A meta-analysis of the combined effects of elevated carbon dioxide and chronic warming on plant %N, protein content and N-uptake rate

Abstract

Elevated CO₂ (eCO₂) and high temperatures are known to affect plant nitrogen (N) metabolism. Though the combined effects of eCO₂ and chronic warming on plant N relations have been studied in some detail, a comprehensive statistical review on this topic is lacking. This meta-analysis examined the effects of eCO₂ plus warming on shoot and root %N, tissue protein concentration (root, shoot and grain) and N-uptake rate.

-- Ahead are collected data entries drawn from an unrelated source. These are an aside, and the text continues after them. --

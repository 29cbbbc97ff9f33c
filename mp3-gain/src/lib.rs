//! Batch loudness adjuster for MP3 files.
//!
//! Reads a decibel offset, applies it to every `*.mp3` file of a working
//! directory and writes the re-encoded files to `output/`.

pub mod batch;
pub mod config;
pub mod gain;
pub mod prompt;

pub use batch::{BatchGainApplier, BatchReport, FileOutcome};
pub use config::BatchConfig;
pub use gain::{Gain, GainParseError};

/// Logs go to stderr so the per-file report on stdout stays clean.
/// The level is taken from `RUST_LOG` and defaults to `warn`.
pub fn init_logger() {
    use std::io::Write;

    env_logger::Builder::from_env(env_logger::Env::default().default_filter_or("warn"))
        .format(|buf, record| {
            let style = buf.default_level_style(record.level());
            let ts = chrono::Local::now().format("%H:%M:%S");

            writeln!(
                buf,
                "[{} {style}{}{style:#} {} {}] {}",
                ts,
                record.level(),
                record
                    .file()
                    .unwrap_or("None")
                    .split('/')
                    .next_back()
                    .unwrap_or("None"),
                record.line().unwrap_or(0),
                record.args()
            )
        })
        .init();
}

In the analyses, the eCO₂ treatment was categorized into two classes (<300 or ≥300 ppm above ambient or control), the temperature treatment was categorized into three classes (<1.5, 1.5-5 and >5 °C above ambient or control), plant species were categorized based on growth form and functional group and CO₂ treatment technique was also investigated. Elevated CO₂ alone or in combination with warming reduced shoot %N (more so at ≥300 vs. <300 ppm above ambient CO₂), while root %N was significantly reduced only by eCO₂; warming alone often increased shoot %N, but mostly did not affect root %N. Decreased shoot %N with eCO₂ alone or eCO₂ plus warming was greater for woody and non-woody dicots than for grasses, and for legumes than non-legumes. Though root N-uptake rate was unaffected by eCO₂, eCO₂ plus warming decreased N-uptake rate, while warming alone increased it. Similar to %N, protein concentration decreased with eCO₂ in shoots and grain (but not roots), increased with warming in grain and decreased with eCO₂ and warming in grain. In summary, any benefits of warming to plant N status and root N-uptake rate will generally be offset by negative effects of eCO₂. Hence, concomitant increases in CO₂ and temperature are likely to negate or decrease the nutritional quality of plant tissue consumed as food by decreasing shoot %N and shoot and/or grain protein concentration, caused, at least in part, by decreased root N-uptake rate.

Keywords: Climate change; elevated CO2; heat stress; meta-analysis; nitrogen metabolism; nitrogen translocation; nitrogen-uptake rate; protein; warming.